Search the records that follow and extract every line containing the string "take".

** Opening Provided data block **

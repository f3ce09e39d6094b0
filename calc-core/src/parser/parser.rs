use crate::{lexer::prelude::{lexer_for, LexResult, LexicalError, Spanned, Token}, utils::prelude::SrcSpan};
use super::error::{ParseError, ParseErrorType};
use super::ast::Program;

/// Most top-level statements accepted on one line.
pub const MAX_STATEMENTS_PER_LINE: usize = 100;

/// Deepest nesting of parentheses, unary signs, `if` and `while` accepted
/// before parsing gives up instead of exhausting the stack.
pub const MAX_NESTING_DEPTH: usize = 200;

pub trait Parse<T: Iterator<Item = LexResult>>
    where Self: Sized,
{
    fn parse(parser: &mut Parser<T>) -> Result<Self, ParseError>;
}

/// Holds the current token and one token of lookahead. A lexical error
/// leaves an empty slot in the buffer and is reported once parsing stops.
pub struct Parser<T: Iterator<Item = LexResult>> {
    pub current_token: Option<Spanned>,
    pub next_token: Option<Spanned>,
    pub lex_errors: Vec<LexicalError>,

    depth: usize,
    tokens: T,
}

impl<T: Iterator<Item = LexResult>> Parser<T> {
    pub fn new(input: T) -> Self {
        let mut parser = Self {
            current_token: None,
            next_token: None,
            lex_errors: vec![],

            depth: 0,
            tokens: input,
        };

        parser.step();
        parser.step();

        parser
    }

    pub fn step(&mut self) {
        let _ = self.next_token();
    }

    pub fn next_token(&mut self) -> Option<Spanned> {
        let t = self.current_token.take();

        let next = match self.tokens.next() {
            Some(Ok(tok)) => Some(tok),
            Some(Err(err)) => {
                self.lex_errors.push(err);

                None
            },
            None => None
        };

        self.current_token = self.next_token.take();
        self.next_token = next;

        t
    }

    pub fn current_is(&self, token: &Token) -> bool {
        matches!(&self.current_token, Some((_, tok, _)) if tok == token)
    }

    pub fn next_is(&self, token: &Token) -> bool {
        matches!(&self.next_token, Some((_, tok, _)) if tok == token)
    }

    pub fn current_span(&self) -> SrcSpan {
        match &self.current_token {
            Some((start, _, end)) => SrcSpan { start: *start, end: *end },
            None => SrcSpan::default()
        }
    }

    /// Parses the whole line. When both a lexical and a syntax error were
    /// found, the one further left in the source is reported.
    pub fn parse(&mut self) -> Result<Program, ParseError> {
        let program = Program::parse(self)
            .and_then(|program| {
                self.expect_end()?;
                Ok(program)
            });

        let Some(lex_error) = self.lex_errors.first() else {
            return program;
        };

        let lex_error = ParseError {
            error: ParseErrorType::LexError { error: *lex_error },
            span: lex_error.location
        };

        match program {
            // running into the gap a lexical error left means that error came first
            Err(error) if !matches!(error.error, ParseErrorType::UnexpectedEof)
                && error.span.start < lex_error.span.start => Err(error),
            _ => Err(lex_error)
        }
    }

    /// Runs `parse` one nesting level deeper, failing once
    /// [`MAX_NESTING_DEPTH`] levels are open.
    pub fn nested<R>(
        &mut self,
        parse: impl FnOnce(&mut Self) -> Result<R, ParseError>
    ) -> Result<R, ParseError> {
        if self.depth >= MAX_NESTING_DEPTH {
            return parse_error(
                ParseErrorType::TooDeeplyNested { limit: MAX_NESTING_DEPTH },
                self.current_span()
            );
        }

        self.depth += 1;
        let res = parse(self);
        self.depth -= 1;

        res
    }

    pub fn expect_one(&mut self, token: Token) -> Result<(u32, u32), ParseError> {
        match self.current_token.take() {
            Some((start, tok, end)) if tok == token => {
                self.step();
                Ok((start, end))
            },
            t => {
                self.current_token = t;

                Err(self.unexpected(vec![format!("`{}`", token.as_literal())]))
            }
        }
    }

    pub fn expect_ident(&mut self) -> Result<(u32, String, u32), ParseError> {
        match self.current_token.take() {
            Some((start, Token::Ident(value), end)) => {
                self.step();
                Ok((start, value, end))
            },
            t => {
                self.current_token = t;

                Err(self.unexpected(vec!["an Identifier".to_string()]))
            }
        }
    }

    pub fn expect_end(&mut self) -> Result<(), ParseError> {
        match &self.current_token {
            Some((_, Token::Eof, _)) => Ok(()),
            _ => Err(self.unexpected(vec!["`;`".to_string(), "end of input".to_string()]))
        }
    }

    /// Error for the current token, which matched none of `expected`.
    pub fn unexpected(&self, expected: Vec<String>) -> ParseError {
        match &self.current_token {
            Some((start, token, end)) => ParseError {
                error: ParseErrorType::UnexpectedToken {
                    token: token.clone(),
                    expected
                },
                span: SrcSpan { start: *start, end: *end }
            },
            None => ParseError {
                error: ParseErrorType::UnexpectedEof,
                span: SrcSpan::default()
            }
        }
    }
}

pub fn parse_line(src: &str) -> Result<Program, ParseError> {
    let mut parser = Parser::new(lexer_for(src));

    parser.parse()
}

pub fn parse_error<T>(error: ParseErrorType, span: SrcSpan) -> Result<T, ParseError> {
    Err(ParseError { error, span })
}

/// Binding strength of infix operators. Comparisons deliberately share the
/// additive level, so `1 + 2 > 2 + 1` parses as `((1 + 2) > 2) + 1`.
#[derive(Debug, Clone, Copy, PartialEq, PartialOrd)]
pub enum Precedence {
    Lowest,
    Sum,
    Product
}

impl From<&Token> for Precedence {
    fn from(value: &Token) -> Self {
        match value {
            Token::Plus | Token::Minus |
            Token::GreaterThan | Token::LessThan | Token::Equal => Self::Sum,
            Token::Mult | Token::Div => Self::Product,
            _ => Self::Lowest,
        }
    }
}

impl<T: Iterator<Item = LexResult>> Parser<T> {
    pub fn current_precedence(&self) -> Precedence {
        match &self.current_token {
            Some((_, token, _)) => Precedence::from(token),
            None => Precedence::Lowest
        }
    }
}
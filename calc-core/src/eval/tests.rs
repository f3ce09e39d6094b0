use std::{rc::Rc, sync::{atomic::AtomicBool, Arc}};

use crate::{
    environment::prelude::{Environment, Value, FALSE, MAX_INT, MAX_VARIABLES, TRUE},
    parser::prelude::ParseErrorType,
    utils::prelude::{Error, SrcSpan, VectorWarningEmitterIO, Warning},
};

use super::{evaluate, evaluate_with, run, EvalOptions, Evaluated};
use super::error::{EvalWarning, RuntimeErrorType};

fn int(value: i64) -> Value {
    Value::from(value)
}

fn values(src: &str) -> Result<Vec<Value>, Error> {
    Ok(evaluate(src, &mut Environment::new())?.values)
}

fn runtime_error(result: Result<Evaluated, Error>) -> RuntimeErrorType {
    match result {
        Err(Error::Runtime { error, .. }) => error.error,
        other => panic!("expected a runtime error, got {other:?}")
    }
}

#[test]
fn test_literals() -> Result<(), Error> {
    for literal in [0, 1, 42, MAX_INT] {
        assert_eq!(vec![int(literal)], values(&literal.to_string())?);
    }

    Ok(())
}

#[test]
fn test_arithmetic() -> Result<(), Error> {
    assert_eq!(vec![int(11)], values("3 + 4 * 2")?);
    assert_eq!(vec![int(14)], values("(3 + 4) * 2")?);
    assert_eq!(vec![int(-6)], values("-2 * 3")?);
    assert_eq!(vec![int(5)], values("+5")?);
    assert_eq!(vec![int(2)], values("- -2")?);
    assert_eq!(vec![int(-4)], values("1 - 2 - 3")?);

    Ok(())
}

#[test]
fn test_floor_division() -> Result<(), Error> {
    assert_eq!(vec![int(3)], values("7 / 2")?);
    assert_eq!(vec![int(-4)], values("-7 / 2")?);
    assert_eq!(vec![int(-4)], values("7 / -2")?);
    assert_eq!(vec![int(3)], values("-7 / -2")?);
    assert_eq!(vec![int(-3)], values("-6 / 2")?);

    Ok(())
}

#[test]
fn test_comparisons() -> Result<(), Error> {
    assert_eq!(vec![TRUE, FALSE, TRUE], values("2 > 1; 2 < 1; 3 == 3")?);
    // flat precedence: ((1 + 2) > 2) + 1
    assert_eq!(vec![int(2)], values("1 + 2 > 2 + 1")?);
    assert_eq!(vec![TRUE], values("(1 < 2) == 1")?);

    Ok(())
}

#[test]
fn test_assignment_then_read() -> Result<(), Error> {
    let mut env = Environment::new();

    let evaluated = evaluate("x = 5; x; x * 2", &mut env)?;

    assert_eq!(vec![int(5), int(10)], evaluated.values);
    assert!(evaluated.warnings.is_empty());
    assert_eq!(Some(Some(int(5))), env.get("x"));

    Ok(())
}

#[test]
fn test_store_persists_between_lines() -> Result<(), Error> {
    let mut env = Environment::new();

    evaluate("a = 2; b = a > 1", &mut env)?;
    let evaluated = evaluate("a + b", &mut env)?;

    assert_eq!(vec![int(3)], evaluated.values);
    assert_eq!(Some(Some(TRUE)), env.get("b"));

    Ok(())
}

#[test]
fn test_names_are_case_sensitive() -> Result<(), Error> {
    let mut env = Environment::new();

    let evaluated = evaluate("x = 1; X", &mut env)?;

    assert!(evaluated.values.is_empty());
    assert_eq!(1, evaluated.warnings.len());

    Ok(())
}

#[test]
fn test_undefined_variable() -> Result<(), Error> {
    let mut env = Environment::new();

    let evaluated = evaluate("y", &mut env)?;

    assert!(evaluated.values.is_empty());
    assert_eq!(
        vec![EvalWarning::UndefinedVariable { name: "y".into(), location: SrcSpan::from(0, 1) }],
        evaluated.warnings
    );

    Ok(())
}

#[test]
fn test_absent_propagates() -> Result<(), Error> {
    let mut env = Environment::new();

    let evaluated = evaluate("1 + y * 2; y < 3; -y; 4", &mut env)?;

    assert_eq!(vec![int(4)], evaluated.values);
    assert_eq!(3, evaluated.warnings.len());

    Ok(())
}

#[test]
fn test_both_operands_evaluated() -> Result<(), Error> {
    let evaluated = evaluate("p + q", &mut Environment::new())?;

    let names = evaluated.warnings.iter()
        .map(|warning| match warning {
            EvalWarning::UndefinedVariable { name, .. } => name.as_str(),
            other => panic!("unexpected warning {other:?}")
        })
        .collect::<Vec<_>>();

    assert_eq!(vec!["p", "q"], names);

    Ok(())
}

#[test]
fn test_absent_assignment_binds_silently() -> Result<(), Error> {
    let mut env = Environment::new();

    let first = evaluate("x = y", &mut env)?;
    assert_eq!(1, first.warnings.len());
    assert_eq!(Some(None), env.get("x"));

    let second = evaluate("x", &mut env)?;
    assert!(second.values.is_empty());
    assert!(second.warnings.is_empty());

    Ok(())
}

#[test]
fn test_division_by_zero_is_soft() -> Result<(), Error> {
    let mut env = Environment::new();

    let evaluated = evaluate("10 / 0; 7", &mut env)?;

    assert_eq!(vec![int(7)], evaluated.values);
    assert_eq!(
        vec![EvalWarning::DivisionByZero { location: SrcSpan::from(5, 6) }],
        evaluated.warnings
    );
    assert_eq!("division by zero", evaluated.warnings[0].to_string());

    Ok(())
}

#[test]
fn test_overflow_is_fatal() {
    let mut env = Environment::new();

    assert_eq!(
        RuntimeErrorType::Overflow,
        runtime_error(evaluate("x = 2147483647 + 1", &mut env))
    );
    assert!(!env.contains("x"));

    assert_eq!(RuntimeErrorType::Overflow, runtime_error(evaluate("0 - 2147483647 - 1", &mut env)));
    assert_eq!(RuntimeErrorType::Overflow, runtime_error(evaluate("65536 * 65536", &mut env)));
    assert_eq!(
        RuntimeErrorType::Overflow,
        runtime_error(evaluate("9223372036854775807 * 2", &mut env))
    );
}

#[test]
fn test_bounds_are_symmetric() -> Result<(), Error> {
    assert_eq!(vec![int(-MAX_INT)], values("0 - 2147483647")?);
    assert_eq!(vec![int(MAX_INT)], values("2147483646 + 1")?);

    Ok(())
}

#[test]
fn test_comparisons_skip_overflow_guard() -> Result<(), Error> {
    assert_eq!(vec![TRUE], values("9999999999 > 1")?);

    Ok(())
}

#[test]
fn test_failure_keeps_earlier_assignments() {
    let mut env = Environment::new();

    let result = evaluate("a = 1; b = 2147483647 * 2; c = 3", &mut env);

    assert_eq!(RuntimeErrorType::Overflow, runtime_error(result));
    assert_eq!(Some(Some(int(1))), env.get("a"));
    assert!(!env.contains("b"));
    assert!(!env.contains("c"));
}

#[test]
fn test_conditionals() -> Result<(), Error> {
    assert_eq!(vec![int(1)], values("if 2 > 1 then 1 else 2")?);
    assert_eq!(vec![int(2)], values("if 2 < 1 then 1 else 2")?);
    assert_eq!(Vec::<Value>::new(), values("if 0 then 1")?);
    assert_eq!(vec![int(1)], values("if 5 then 1")?);

    let mut env = Environment::new();
    let evaluated = evaluate("if x then 1 else 2", &mut env)?;
    assert_eq!(vec![int(2)], evaluated.values);
    assert_eq!(1, evaluated.warnings.len());

    let evaluated = evaluate("if 1 then y = 4 else y = 5; y", &mut env)?;
    assert_eq!(vec![int(4)], evaluated.values);

    Ok(())
}

#[test]
fn test_while_loop() -> Result<(), Error> {
    let mut env = Environment::new();

    let evaluated = evaluate("i = 0; s = 0; while i < 5 do { i = i + 1; s = s + i }; s", &mut env)?;

    assert_eq!(vec![int(15)], evaluated.values);
    assert_eq!(Some(Some(int(5))), env.get("i"));

    Ok(())
}

#[test]
fn test_while_yields_nothing() -> Result<(), Error> {
    let evaluated = evaluate("i = 0; while i < 3 do { i = i + 1; i }", &mut Environment::new())?;

    assert!(evaluated.values.is_empty());

    Ok(())
}

#[test]
fn test_while_absent_condition_stops() -> Result<(), Error> {
    let evaluated = evaluate("while z do { 1 }; 2", &mut Environment::new())?;

    assert_eq!(vec![int(2)], evaluated.values);
    assert_eq!(1, evaluated.warnings.len());

    Ok(())
}

#[test]
fn test_infinite_loop_needs_external_bound() {
    let mut env = Environment::new();
    let options = EvalOptions {
        max_loop_iterations: Some(1000),
        ..Default::default()
    };

    let result = evaluate_with("while 1 < 2 do { x = x + 1 }", &mut env, &options);

    assert_eq!(RuntimeErrorType::LoopLimitExceeded { limit: 1000 }, runtime_error(result));
    // the first iteration found `x` undefined and bound it to no value
    assert_eq!(Some(None), env.get("x"));
}

#[test]
fn test_interrupt_stops_loop() {
    let interrupt = Arc::new(AtomicBool::new(true));
    let options = EvalOptions {
        interrupt: Some(interrupt),
        ..Default::default()
    };

    let result = evaluate_with("while 1 do { }", &mut Environment::new(), &options);

    assert_eq!(RuntimeErrorType::Interrupted, runtime_error(result));
}

#[test]
fn test_variable_capacity() -> Result<(), Error> {
    let mut env = Environment::new();

    let names = (0..MAX_VARIABLES)
        .map(|idx| {
            let first = char::from(b'a' + (idx / 26) as u8);
            let second = char::from(b'a' + (idx % 26) as u8);
            format!("{first}{second}")
        })
        .collect::<Vec<String>>();

    for name in &names {
        evaluate(&format!("{name} = 1"), &mut env)?;
    }

    assert_eq!(MAX_VARIABLES, env.len());

    let err = evaluate("zz = 1", &mut env).unwrap_err();
    match &err {
        Error::Runtime { error, .. } => {
            assert!(error.is_limit());
            assert_eq!(RuntimeErrorType::TooManyVariables { limit: MAX_VARIABLES }, error.error);
        },
        other => panic!("expected a runtime error, got {other:?}")
    }
    assert!(!env.contains("zz"));

    evaluate(&format!("{} = 7", names[0]), &mut env)?;
    assert_eq!(Some(Some(int(7))), env.get(&names[0]));
    assert_eq!(MAX_VARIABLES, env.len());

    Ok(())
}

#[test]
fn test_statement_cap_checked_before_evaluation() {
    let mut env = Environment::new();
    let line = vec!["x = 1"; 101].join("; ");

    match evaluate(&line, &mut env) {
        Err(Error::Parse { error, .. }) => assert!(error.is_limit()),
        other => panic!("expected a parse error, got {other:?}")
    }

    assert!(env.is_empty());
}

#[test]
fn test_lexical_errors() {
    let mut env = Environment::new();

    match evaluate("abcde = 1", &mut env) {
        Err(Error::Parse { error, .. }) => assert!(error.is_lexical()),
        other => panic!("expected a lexical error, got {other:?}")
    }

    assert!(evaluate("abcd = 1", &mut env).is_ok());
    assert!(evaluate("while 0 do { }", &mut env).is_ok());
}

#[test]
fn test_deep_nesting_is_rejected() {
    let mut env = Environment::new();
    let src = format!("x = {}1{}", "(".repeat(499), ")".repeat(499));

    match evaluate(&src, &mut env) {
        Err(Error::Parse { error, .. }) => assert!(matches!(
            error.error,
            ParseErrorType::TooDeeplyNested { .. }
        )),
        other => panic!("expected a parse error, got {other:?}")
    }

    assert!(env.is_empty());
    assert!(evaluate(&src, &mut env).unwrap_err().pretty_string().contains("Nesting limit exceeded"));
}

#[test]
fn test_syntax_error_evaluates_nothing() {
    let mut env = Environment::new();

    match evaluate("x = 1; (2", &mut env) {
        Err(Error::Parse { error, .. }) => assert!(matches!(
            error.error,
            ParseErrorType::UnexpectedToken { .. }
        )),
        other => panic!("expected a parse error, got {other:?}")
    }

    assert!(env.is_empty());
}

#[test]
fn test_warnings_stream_through_emitter() -> Result<(), Error> {
    let collected = Rc::new(VectorWarningEmitterIO::new());
    let mut env = Environment::new();

    let values = run("q; 1 / 0; 3", &mut env, collected.clone(), &EvalOptions::default())?;

    assert_eq!(vec![int(3)], values);
    assert_eq!(2, collected.len());

    let rendered = collected.take()
        .iter()
        .map(Warning::pretty_string)
        .collect::<Vec<String>>();

    assert!(rendered[0].contains("Undefined variable"));
    assert!(rendered[1].contains("Division by zero"));

    Ok(())
}

#[test]
fn test_errors_render_with_source() {
    let mut env = Environment::new();

    let err = evaluate("x = 2147483647 + 1", &mut env).unwrap_err();
    let rendered = err.pretty_string();

    assert!(rendered.contains("Runtime error"));
    assert!(rendered.contains("2147483647 + 1"));

    let err = evaluate("(1 + 2", &mut env).unwrap_err();
    assert!(err.pretty_string().contains("Syntax error"));
}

** Closing Provided data block **

Exercise solution:
        let t = self.current_token.take();
        self.current_token = self.next_token.take();
        match self.current_token.take() {
        match self.current_token.take() {
    let rendered = collected.take()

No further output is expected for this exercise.